INSTRUCTIONS TO FOLLOW
Your answer should be the lines below from the one with "self.validate()?;" to the one with "use crate::index::Indexer;", both included, given again exactly and with nothing added.

-------- LISTED ENTRIES --------

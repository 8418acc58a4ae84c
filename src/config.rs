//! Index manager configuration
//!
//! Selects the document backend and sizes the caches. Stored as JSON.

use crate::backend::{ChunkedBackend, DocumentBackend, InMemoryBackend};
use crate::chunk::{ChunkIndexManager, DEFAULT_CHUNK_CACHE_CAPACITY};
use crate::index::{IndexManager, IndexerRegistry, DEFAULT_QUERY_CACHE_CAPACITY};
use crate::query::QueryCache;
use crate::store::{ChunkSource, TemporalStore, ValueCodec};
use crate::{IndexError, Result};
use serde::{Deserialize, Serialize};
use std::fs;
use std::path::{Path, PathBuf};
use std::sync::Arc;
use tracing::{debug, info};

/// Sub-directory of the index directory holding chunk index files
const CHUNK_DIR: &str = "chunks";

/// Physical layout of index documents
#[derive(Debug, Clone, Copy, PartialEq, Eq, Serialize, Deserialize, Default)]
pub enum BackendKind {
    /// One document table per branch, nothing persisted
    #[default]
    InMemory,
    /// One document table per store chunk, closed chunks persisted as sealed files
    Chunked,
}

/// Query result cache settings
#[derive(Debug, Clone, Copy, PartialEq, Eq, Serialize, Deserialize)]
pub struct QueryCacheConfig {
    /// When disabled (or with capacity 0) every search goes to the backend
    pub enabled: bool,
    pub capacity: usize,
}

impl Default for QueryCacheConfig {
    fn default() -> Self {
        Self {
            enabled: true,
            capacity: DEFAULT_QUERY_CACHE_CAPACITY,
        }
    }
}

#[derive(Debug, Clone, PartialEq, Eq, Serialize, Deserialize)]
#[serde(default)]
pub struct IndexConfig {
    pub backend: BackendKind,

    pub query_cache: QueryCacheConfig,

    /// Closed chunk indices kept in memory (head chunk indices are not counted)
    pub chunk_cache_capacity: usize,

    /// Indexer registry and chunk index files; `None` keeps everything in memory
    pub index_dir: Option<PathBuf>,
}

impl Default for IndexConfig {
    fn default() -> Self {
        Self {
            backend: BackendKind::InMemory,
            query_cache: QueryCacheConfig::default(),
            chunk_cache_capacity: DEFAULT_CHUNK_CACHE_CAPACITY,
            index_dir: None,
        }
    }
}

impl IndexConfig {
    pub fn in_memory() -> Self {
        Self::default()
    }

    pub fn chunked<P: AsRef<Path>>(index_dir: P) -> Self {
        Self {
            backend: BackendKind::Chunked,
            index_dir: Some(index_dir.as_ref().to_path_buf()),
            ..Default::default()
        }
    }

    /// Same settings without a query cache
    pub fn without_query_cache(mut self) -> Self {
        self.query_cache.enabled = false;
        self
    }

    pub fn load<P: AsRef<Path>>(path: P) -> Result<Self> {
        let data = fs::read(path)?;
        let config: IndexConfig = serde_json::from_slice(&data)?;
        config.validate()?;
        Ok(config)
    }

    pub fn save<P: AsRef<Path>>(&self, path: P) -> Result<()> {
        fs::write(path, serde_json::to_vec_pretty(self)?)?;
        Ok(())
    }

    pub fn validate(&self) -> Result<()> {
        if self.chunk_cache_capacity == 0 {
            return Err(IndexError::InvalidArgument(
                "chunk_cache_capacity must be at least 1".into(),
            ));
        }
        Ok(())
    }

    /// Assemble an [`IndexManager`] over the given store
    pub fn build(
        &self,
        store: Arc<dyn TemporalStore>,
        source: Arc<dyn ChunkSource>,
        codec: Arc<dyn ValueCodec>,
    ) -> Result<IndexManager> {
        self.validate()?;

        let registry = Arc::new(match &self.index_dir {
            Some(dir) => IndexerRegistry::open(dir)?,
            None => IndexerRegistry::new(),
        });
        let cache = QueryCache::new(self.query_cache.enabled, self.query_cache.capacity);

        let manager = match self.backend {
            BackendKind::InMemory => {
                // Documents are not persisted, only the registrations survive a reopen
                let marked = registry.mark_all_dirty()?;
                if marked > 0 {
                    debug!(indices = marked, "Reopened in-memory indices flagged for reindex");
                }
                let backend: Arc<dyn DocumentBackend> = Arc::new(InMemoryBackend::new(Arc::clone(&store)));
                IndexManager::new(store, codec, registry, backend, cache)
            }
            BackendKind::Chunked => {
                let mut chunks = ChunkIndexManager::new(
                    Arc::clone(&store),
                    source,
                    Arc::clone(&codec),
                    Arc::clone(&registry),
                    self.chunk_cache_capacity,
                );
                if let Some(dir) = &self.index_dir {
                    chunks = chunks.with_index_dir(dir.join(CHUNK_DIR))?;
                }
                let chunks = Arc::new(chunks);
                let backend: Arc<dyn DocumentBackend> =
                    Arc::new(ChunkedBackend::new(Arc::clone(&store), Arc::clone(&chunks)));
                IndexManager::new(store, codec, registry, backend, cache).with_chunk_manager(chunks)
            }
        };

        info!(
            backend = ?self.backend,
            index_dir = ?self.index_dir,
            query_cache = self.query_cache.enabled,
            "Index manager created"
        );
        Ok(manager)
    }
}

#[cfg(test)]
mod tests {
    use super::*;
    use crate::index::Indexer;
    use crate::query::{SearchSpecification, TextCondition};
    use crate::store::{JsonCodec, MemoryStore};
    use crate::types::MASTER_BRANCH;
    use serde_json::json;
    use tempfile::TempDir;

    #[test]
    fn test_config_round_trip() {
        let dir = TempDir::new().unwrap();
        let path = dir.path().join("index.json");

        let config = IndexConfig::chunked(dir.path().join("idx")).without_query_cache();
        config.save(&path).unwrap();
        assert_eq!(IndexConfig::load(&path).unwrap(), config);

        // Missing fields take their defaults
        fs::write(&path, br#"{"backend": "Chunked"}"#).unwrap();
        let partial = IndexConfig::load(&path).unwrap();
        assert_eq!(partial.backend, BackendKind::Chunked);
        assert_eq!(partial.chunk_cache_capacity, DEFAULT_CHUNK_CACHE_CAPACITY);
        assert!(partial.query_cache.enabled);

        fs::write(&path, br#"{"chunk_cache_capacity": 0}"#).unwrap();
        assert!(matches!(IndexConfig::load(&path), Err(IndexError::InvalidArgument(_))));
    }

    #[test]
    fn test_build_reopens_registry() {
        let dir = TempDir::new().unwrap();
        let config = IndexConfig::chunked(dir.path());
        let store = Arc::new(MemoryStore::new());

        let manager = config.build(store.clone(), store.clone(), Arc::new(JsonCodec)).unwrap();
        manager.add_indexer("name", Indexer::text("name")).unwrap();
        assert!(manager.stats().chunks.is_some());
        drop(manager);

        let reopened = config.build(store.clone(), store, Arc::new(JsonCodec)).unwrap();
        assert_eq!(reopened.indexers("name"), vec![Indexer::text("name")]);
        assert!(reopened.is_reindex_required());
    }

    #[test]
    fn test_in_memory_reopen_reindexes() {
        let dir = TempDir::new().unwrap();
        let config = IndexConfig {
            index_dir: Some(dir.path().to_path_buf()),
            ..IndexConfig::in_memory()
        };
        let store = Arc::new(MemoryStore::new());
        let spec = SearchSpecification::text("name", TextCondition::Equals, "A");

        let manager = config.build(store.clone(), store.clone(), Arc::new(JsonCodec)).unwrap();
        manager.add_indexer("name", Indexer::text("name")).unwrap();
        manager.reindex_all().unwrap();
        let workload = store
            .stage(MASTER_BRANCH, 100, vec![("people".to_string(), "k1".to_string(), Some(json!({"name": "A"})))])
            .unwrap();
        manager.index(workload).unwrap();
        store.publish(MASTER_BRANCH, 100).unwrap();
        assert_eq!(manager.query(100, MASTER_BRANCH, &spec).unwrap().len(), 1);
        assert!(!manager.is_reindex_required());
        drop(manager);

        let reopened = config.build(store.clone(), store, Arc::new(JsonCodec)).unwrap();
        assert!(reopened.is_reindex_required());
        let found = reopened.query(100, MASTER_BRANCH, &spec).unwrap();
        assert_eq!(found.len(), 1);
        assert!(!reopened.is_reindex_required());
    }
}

--------
-------- LISTED ENTRIES --------

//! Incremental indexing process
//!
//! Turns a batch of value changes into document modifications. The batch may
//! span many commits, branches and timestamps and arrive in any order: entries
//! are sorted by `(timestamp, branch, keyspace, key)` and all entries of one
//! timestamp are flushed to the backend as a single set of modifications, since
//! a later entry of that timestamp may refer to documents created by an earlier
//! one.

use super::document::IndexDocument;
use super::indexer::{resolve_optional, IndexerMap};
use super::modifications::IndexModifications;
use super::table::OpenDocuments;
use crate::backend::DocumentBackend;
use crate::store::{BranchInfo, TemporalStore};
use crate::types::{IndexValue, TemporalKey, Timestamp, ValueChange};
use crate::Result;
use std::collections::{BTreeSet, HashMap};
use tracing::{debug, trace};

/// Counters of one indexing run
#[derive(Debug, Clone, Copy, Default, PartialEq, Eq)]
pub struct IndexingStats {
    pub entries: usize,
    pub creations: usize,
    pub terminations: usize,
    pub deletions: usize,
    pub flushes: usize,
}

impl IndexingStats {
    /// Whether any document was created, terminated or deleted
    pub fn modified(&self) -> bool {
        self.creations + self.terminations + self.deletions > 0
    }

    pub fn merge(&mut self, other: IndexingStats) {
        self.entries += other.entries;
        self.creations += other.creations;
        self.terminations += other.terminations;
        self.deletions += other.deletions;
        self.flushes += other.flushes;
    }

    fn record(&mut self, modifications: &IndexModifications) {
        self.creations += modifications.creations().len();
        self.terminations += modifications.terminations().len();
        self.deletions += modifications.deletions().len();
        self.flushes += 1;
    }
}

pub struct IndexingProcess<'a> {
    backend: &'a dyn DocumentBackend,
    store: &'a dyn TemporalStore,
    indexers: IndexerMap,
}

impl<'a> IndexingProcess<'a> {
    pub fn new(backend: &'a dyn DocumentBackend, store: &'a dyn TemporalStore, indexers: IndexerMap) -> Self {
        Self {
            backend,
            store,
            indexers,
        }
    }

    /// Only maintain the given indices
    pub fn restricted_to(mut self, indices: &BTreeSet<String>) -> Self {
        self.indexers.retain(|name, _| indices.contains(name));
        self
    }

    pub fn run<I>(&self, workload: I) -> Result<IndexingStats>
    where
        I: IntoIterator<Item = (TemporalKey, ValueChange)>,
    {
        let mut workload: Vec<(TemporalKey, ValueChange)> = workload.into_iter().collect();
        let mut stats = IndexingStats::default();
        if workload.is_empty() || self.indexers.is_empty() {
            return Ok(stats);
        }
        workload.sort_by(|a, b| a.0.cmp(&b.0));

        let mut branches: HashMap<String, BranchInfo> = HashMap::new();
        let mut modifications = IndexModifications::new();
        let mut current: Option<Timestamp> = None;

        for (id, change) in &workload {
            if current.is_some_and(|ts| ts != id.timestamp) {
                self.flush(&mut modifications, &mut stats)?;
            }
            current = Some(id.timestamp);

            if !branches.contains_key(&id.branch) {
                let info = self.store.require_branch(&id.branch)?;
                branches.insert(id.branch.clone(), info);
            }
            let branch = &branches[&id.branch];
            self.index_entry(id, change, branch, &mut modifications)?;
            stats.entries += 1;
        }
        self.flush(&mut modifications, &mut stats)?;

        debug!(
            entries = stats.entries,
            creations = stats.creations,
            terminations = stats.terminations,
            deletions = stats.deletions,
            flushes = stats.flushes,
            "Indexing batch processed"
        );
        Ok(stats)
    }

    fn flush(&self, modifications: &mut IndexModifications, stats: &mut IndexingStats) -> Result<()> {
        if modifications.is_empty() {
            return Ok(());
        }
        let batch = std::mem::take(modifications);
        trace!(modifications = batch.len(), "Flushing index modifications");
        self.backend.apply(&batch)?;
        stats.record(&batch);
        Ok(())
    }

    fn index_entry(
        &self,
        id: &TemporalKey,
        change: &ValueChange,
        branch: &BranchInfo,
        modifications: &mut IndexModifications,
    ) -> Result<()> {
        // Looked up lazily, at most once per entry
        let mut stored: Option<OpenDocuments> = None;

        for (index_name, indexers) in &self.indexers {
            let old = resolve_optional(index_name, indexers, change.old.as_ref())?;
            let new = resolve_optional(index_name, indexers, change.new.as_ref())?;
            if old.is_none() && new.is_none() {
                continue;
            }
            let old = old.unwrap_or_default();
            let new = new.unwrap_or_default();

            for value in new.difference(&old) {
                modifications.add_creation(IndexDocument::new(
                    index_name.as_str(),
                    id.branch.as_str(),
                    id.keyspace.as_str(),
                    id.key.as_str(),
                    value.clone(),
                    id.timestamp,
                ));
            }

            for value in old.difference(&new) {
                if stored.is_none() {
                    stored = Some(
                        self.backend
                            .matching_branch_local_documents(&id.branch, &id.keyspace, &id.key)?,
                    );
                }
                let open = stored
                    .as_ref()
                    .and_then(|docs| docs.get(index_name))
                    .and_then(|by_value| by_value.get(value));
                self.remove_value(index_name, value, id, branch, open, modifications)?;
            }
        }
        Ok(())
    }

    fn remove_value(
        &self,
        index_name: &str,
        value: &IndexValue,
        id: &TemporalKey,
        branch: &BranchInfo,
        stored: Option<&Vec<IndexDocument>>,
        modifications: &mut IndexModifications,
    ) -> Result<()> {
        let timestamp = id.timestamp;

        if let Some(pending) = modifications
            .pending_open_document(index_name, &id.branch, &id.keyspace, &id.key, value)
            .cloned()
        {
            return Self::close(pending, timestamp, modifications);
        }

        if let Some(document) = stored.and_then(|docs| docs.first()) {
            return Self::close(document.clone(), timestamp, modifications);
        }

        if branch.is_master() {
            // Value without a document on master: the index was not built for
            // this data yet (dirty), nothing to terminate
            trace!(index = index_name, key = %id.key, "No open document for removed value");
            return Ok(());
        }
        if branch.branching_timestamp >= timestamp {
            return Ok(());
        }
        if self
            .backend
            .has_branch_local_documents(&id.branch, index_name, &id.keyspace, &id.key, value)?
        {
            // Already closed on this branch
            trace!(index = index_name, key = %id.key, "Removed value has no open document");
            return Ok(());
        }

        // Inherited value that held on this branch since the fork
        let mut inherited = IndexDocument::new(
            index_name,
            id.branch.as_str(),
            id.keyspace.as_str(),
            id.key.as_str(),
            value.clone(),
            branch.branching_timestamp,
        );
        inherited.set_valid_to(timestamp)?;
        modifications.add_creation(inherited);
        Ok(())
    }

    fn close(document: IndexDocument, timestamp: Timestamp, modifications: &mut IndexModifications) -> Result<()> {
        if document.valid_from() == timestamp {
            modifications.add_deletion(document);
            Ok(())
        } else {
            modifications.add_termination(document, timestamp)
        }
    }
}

--------
-------- LISTED ENTRIES --------

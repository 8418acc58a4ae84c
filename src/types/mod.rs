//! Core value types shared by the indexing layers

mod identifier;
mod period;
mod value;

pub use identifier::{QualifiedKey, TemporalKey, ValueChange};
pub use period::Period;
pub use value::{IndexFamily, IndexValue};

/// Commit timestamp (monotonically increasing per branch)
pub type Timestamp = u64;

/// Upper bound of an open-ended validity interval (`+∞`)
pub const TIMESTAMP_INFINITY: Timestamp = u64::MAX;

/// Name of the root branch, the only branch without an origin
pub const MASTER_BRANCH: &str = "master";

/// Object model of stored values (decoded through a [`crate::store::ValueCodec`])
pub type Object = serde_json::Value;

--------

RESPONSE FOR THIS EXERCISE
        self.validate()?;

        let registry = Arc::new(match &self.index_dir {
            Some(dir) => IndexerRegistry::open(dir)?,
            None => IndexerRegistry::new(),
        });
        let cache = QueryCache::new(self.query_cache.enabled, self.query_cache.capacity);

        let manager = match self.backend {
            BackendKind::InMemory => {
                // Documents are not persisted, only the registrations survive a reopen
                let marked = registry.mark_all_dirty()?;
                if marked > 0 {
                    debug!(indices = marked, "Reopened in-memory indices flagged for reindex");
                }
                let backend: Arc<dyn DocumentBackend> = Arc::new(InMemoryBackend::new(Arc::clone(&store)));
                IndexManager::new(store, codec, registry, backend, cache)
            }
            BackendKind::Chunked => {
                let mut chunks = ChunkIndexManager::new(
                    Arc::clone(&store),
                    source,
                    Arc::clone(&codec),
                    Arc::clone(&registry),
                    self.chunk_cache_capacity,
                );
                if let Some(dir) = &self.index_dir {
                    chunks = chunks.with_index_dir(dir.join(CHUNK_DIR))?;
                }
                let chunks = Arc::new(chunks);
                let backend: Arc<dyn DocumentBackend> =
                    Arc::new(ChunkedBackend::new(Arc::clone(&store), Arc::clone(&chunks)));
                IndexManager::new(store, codec, registry, backend, cache).with_chunk_manager(chunks)
            }
        };

        info!(
            backend = ?self.backend,
            index_dir = ?self.index_dir,
            query_cache = self.query_cache.enabled,
            "Index manager created"
        );
        Ok(manager)
    }
}

#[cfg(test)]
mod tests {
    use super::*;
    use crate::index::Indexer;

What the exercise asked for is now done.